Collected data entries:

//! Tests for group batch operations and the recreate workflow

mod common;

use common::{FakeClient, NEW_CONTAINER_ID};
use dockhand::docker::ResourceClient;
use dockhand::models::{ContainerSpec, NetworkAttachment};
use dockhand::services::{RecreateStep, recreate, run_batch};
use std::sync::Arc;
use std::time::Duration;
use tokio::time::Instant;

fn deadline(secs: u64) -> Instant {
    Instant::now() + Duration::from_secs(secs)
}

fn ids(list: &[&str]) -> Vec<String> {
    list.iter().map(|s| s.to_string()).collect()
}

#[tokio::test]
async fn test_batch_runs_every_id() {
    let client = Arc::new(FakeClient::new());
    let report = run_batch(ids(&["a", "b", "c"]), deadline(5), |id| {
        let client = Arc::clone(&client);
        async move { client.start_container(&id).await }
    })
    .await;

    assert!(report.is_success());
    assert_eq!(report.succeeded, vec!["a", "b", "c"]);
    let mut calls = client.calls();
    calls.sort();
    assert_eq!(calls, vec!["start a", "start b", "start c"]);
}

#[tokio::test]
async fn test_batch_failure_does_not_stop_the_others() {
    let client = Arc::new(FakeClient::new());
    client.fail("b");
    let report = run_batch(ids(&["a", "b", "c"]), deadline(5), |id| {
        let client = Arc::clone(&client);
        async move { client.stop_container(&id, Duration::from_secs(1)).await }
    })
    .await;

    assert_eq!(report.total(), 3);
    assert_eq!(report.succeeded, vec!["a", "c"]);
    let err = report.into_result().unwrap_err();
    assert_eq!(err.failed_ids(), vec!["b"]);
    insta::assert_snapshot!(err.to_string(), @"group operation failed: [b: stream error: stop b refused]");
}

#[tokio::test]
async fn test_batch_deadline_bounds_slow_members() {
    let client = Arc::new(FakeClient::new());
    client.hang("slow");
    let started = Instant::now();
    let report = run_batch(
        ids(&["fast", "slow"]),
        Instant::now() + Duration::from_millis(100),
        |id| {
            let client = Arc::clone(&client);
            async move { client.start_container(&id).await }
        },
    )
    .await;

    assert!(started.elapsed() < Duration::from_secs(5));
    assert_eq!(report.succeeded, vec!["fast"]);
    assert_eq!(report.failed.len(), 1);
    assert_eq!(report.failed[0].0, "slow");
    assert!(report.failed[0].1.contains("timed out"));
}

#[tokio::test]
async fn test_empty_batch_is_a_success() {
    let report = run_batch(Vec::new(), deadline(1), |_id| async { Ok(()) }).await;
    assert_eq!(report.total(), 0);
    assert!(report.into_result().is_ok());
}

fn spec() -> ContainerSpec {
    ContainerSpec {
        name: "api".into(),
        image: "api:latest".into(),
        env: vec!["MODE=prod".into()],
        networks: ["front", "back", "metrics"]
            .iter()
            .map(|n| NetworkAttachment {
                name: n.to_string(),
                network_id: format!("{}-id", n),
                ..Default::default()
            })
            .collect(),
        ..Default::default()
    }
}

#[tokio::test]
async fn test_recreate_reattaches_secondary_networks() {
    let client = FakeClient::new();
    let outcome = recreate(&client, "old", &spec(), deadline(5), Duration::from_secs(1)).await;

    assert!(outcome.is_success());
    assert_eq!(outcome.new_id.as_deref(), Some(NEW_CONTAINER_ID));
    assert_eq!(
        outcome.steps,
        vec![
            RecreateStep::Stopping,
            RecreateStep::Removing,
            RecreateStep::Creating,
            RecreateStep::Attaching,
            RecreateStep::Starting,
            RecreateStep::Done,
        ]
    );
    assert_eq!(
        client.calls(),
        vec![
            "stop old".to_string(),
            "remove old".to_string(),
            "create api".to_string(),
            format!("attach back-id:{}", NEW_CONTAINER_ID),
            format!("attach metrics-id:{}", NEW_CONTAINER_ID),
            format!("start {}", NEW_CONTAINER_ID),
        ]
    );
}

#[tokio::test]
async fn test_recreate_ignores_stop_failure() {
    let client = FakeClient::new();
    client.fail("stop");
    let outcome = recreate(&client, "old", &spec(), deadline(5), Duration::from_secs(1)).await;
    assert!(outcome.is_success());
}

#[tokio::test]
async fn test_recreate_aborts_when_remove_fails() {
    let client = FakeClient::new();
    client.fail("remove");
    let outcome = recreate(&client, "old", &spec(), deadline(5), Duration::from_secs(1)).await;

    assert!(outcome.new_id.is_none());
    let err = outcome.result.unwrap_err();
    assert_eq!(err.step, RecreateStep::Removing);
    assert!(client.calls_starting_with("create").is_empty());
}

#[tokio::test]
async fn test_recreate_reports_new_id_when_start_fails() {
    let client = FakeClient::new();
    client.fail("start");
    let outcome = recreate(&client, "old", &spec(), deadline(5), Duration::from_secs(1)).await;

    assert_eq!(outcome.new_id.as_deref(), Some(NEW_CONTAINER_ID));
    let err = outcome.result.unwrap_err();
    assert_eq!(err.step, RecreateStep::Starting);
    assert!(err.to_string().starts_with("recreate failed while starting:"));
}

#[tokio::test]
async fn test_recreate_tolerates_attach_failure() {
    let client = FakeClient::new();
    client.fail("attach");
    let outcome = recreate(&client, "old", &spec(), deadline(5), Duration::from_secs(1)).await;
    assert!(outcome.is_success());
    assert_eq!(client.calls_starting_with("attach").len(), 2);
}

» Exercise details
Render the whole set of entries again, exactly as given.

» Answer section
//! Tests for group batch operations and the recreate workflow

mod common;

use common::{FakeClient, NEW_CONTAINER_ID};
use dockhand::docker::ResourceClient;
use dockhand::models::{ContainerSpec, NetworkAttachment};
use dockhand::services::{RecreateStep, recreate, run_batch};
use std::sync::Arc;
use std::time::Duration;
use tokio::time::Instant;

fn deadline(secs: u64) -> Instant {
    Instant::now() + Duration::from_secs(secs)
}

fn ids(list: &[&str]) -> Vec<String> {
    list.iter().map(|s| s.to_string()).collect()
}

#[tokio::test]
async fn test_batch_runs_every_id() {
    let client = Arc::new(FakeClient::new());
    let report = run_batch(ids(&["a", "b", "c"]), deadline(5), |id| {
        let client = Arc::clone(&client);
        async move { client.start_container(&id).await }
    })
    .await;

    assert!(report.is_success());
    assert_eq!(report.succeeded, vec!["a", "b", "c"]);
    let mut calls = client.calls();
    calls.sort();
    assert_eq!(calls, vec!["start a", "start b", "start c"]);
}

#[tokio::test]
async fn test_batch_failure_does_not_stop_the_others() {
    let client = Arc::new(FakeClient::new());
    client.fail("b");
    let report = run_batch(ids(&["a", "b", "c"]), deadline(5), |id| {
        let client = Arc::clone(&client);
        async move { client.stop_container(&id, Duration::from_secs(1)).await }
    })
    .await;

    assert_eq!(report.total(), 3);
    assert_eq!(report.succeeded, vec!["a", "c"]);
    let err = report.into_result().unwrap_err();
    assert_eq!(err.failed_ids(), vec!["b"]);
    insta::assert_snapshot!(err.to_string(), @"group operation failed: [b: stream error: stop b refused]");
}

#[tokio::test]
async fn test_batch_deadline_bounds_slow_members() {
    let client = Arc::new(FakeClient::new());
    client.hang("slow");
    let started = Instant::now();
    let report = run_batch(
        ids(&["fast", "slow"]),
        Instant::now() + Duration::from_millis(100),
        |id| {
            let client = Arc::clone(&client);
            async move { client.start_container(&id).await }
        },
    )
    .await;

    assert!(started.elapsed() < Duration::from_secs(5));
    assert_eq!(report.succeeded, vec!["fast"]);
    assert_eq!(report.failed.len(), 1);
    assert_eq!(report.failed[0].0, "slow");
    assert!(report.failed[0].1.contains("timed out"));
}

#[tokio::test]
async fn test_empty_batch_is_a_success() {
    let report = run_batch(Vec::new(), deadline(1), |_id| async { Ok(()) }).await;
    assert_eq!(report.total(), 0);
    assert!(report.into_result().is_ok());
}

fn spec() -> ContainerSpec {
    ContainerSpec {
        name: "api".into(),
        image: "api:latest".into(),
        env: vec!["MODE=prod".into()],
        networks: ["front", "back", "metrics"]
            .iter()
            .map(|n| NetworkAttachment {
                name: n.to_string(),
                network_id: format!("{}-id", n),
                ..Default::default()
            })
            .collect(),
        ..Default::default()
    }
}

#[tokio::test]
async fn test_recreate_reattaches_secondary_networks() {
    let client = FakeClient::new();
    let outcome = recreate(&client, "old", &spec(), deadline(5), Duration::from_secs(1)).await;

    assert!(outcome.is_success());
    assert_eq!(outcome.new_id.as_deref(), Some(NEW_CONTAINER_ID));
    assert_eq!(
        outcome.steps,
        vec![
            RecreateStep::Stopping,
            RecreateStep::Removing,
            RecreateStep::Creating,
            RecreateStep::Attaching,
            RecreateStep::Starting,
            RecreateStep::Done,
        ]
    );
    assert_eq!(
        client.calls(),
        vec![
            "stop old".to_string(),
            "remove old".to_string(),
            "create api".to_string(),
            format!("attach back-id:{}", NEW_CONTAINER_ID),
            format!("attach metrics-id:{}", NEW_CONTAINER_ID),
            format!("start {}", NEW_CONTAINER_ID),
        ]
    );
}

#[tokio::test]
async fn test_recreate_ignores_stop_failure() {
    let client = FakeClient::new();
    client.fail("stop");
    let outcome = recreate(&client, "old", &spec(), deadline(5), Duration::from_secs(1)).await;
    assert!(outcome.is_success());
}

#[tokio::test]
async fn test_recreate_aborts_when_remove_fails() {
    let client = FakeClient::new();
    client.fail("remove");
    let outcome = recreate(&client, "old", &spec(), deadline(5), Duration::from_secs(1)).await;

    assert!(outcome.new_id.is_none());
    let err = outcome.result.unwrap_err();
    assert_eq!(err.step, RecreateStep::Removing);
    assert!(client.calls_starting_with("create").is_empty());
}

#[tokio::test]
async fn test_recreate_reports_new_id_when_start_fails() {
    let client = FakeClient::new();
    client.fail("start");
    let outcome = recreate(&client, "old", &spec(), deadline(5), Duration::from_secs(1)).await;

    assert_eq!(outcome.new_id.as_deref(), Some(NEW_CONTAINER_ID));
    let err = outcome.result.unwrap_err();
    assert_eq!(err.step, RecreateStep::Starting);
    assert!(err.to_string().starts_with("recreate failed while starting:"));
}

#[tokio::test]
async fn test_recreate_tolerates_attach_failure() {
    let client = FakeClient::new();
    client.fail("attach");
    let outcome = recreate(&client, "old", &spec(), deadline(5), Duration::from_secs(1)).await;
    assert!(outcome.is_success());
    assert_eq!(client.calls_starting_with("attach").len(), 2);
}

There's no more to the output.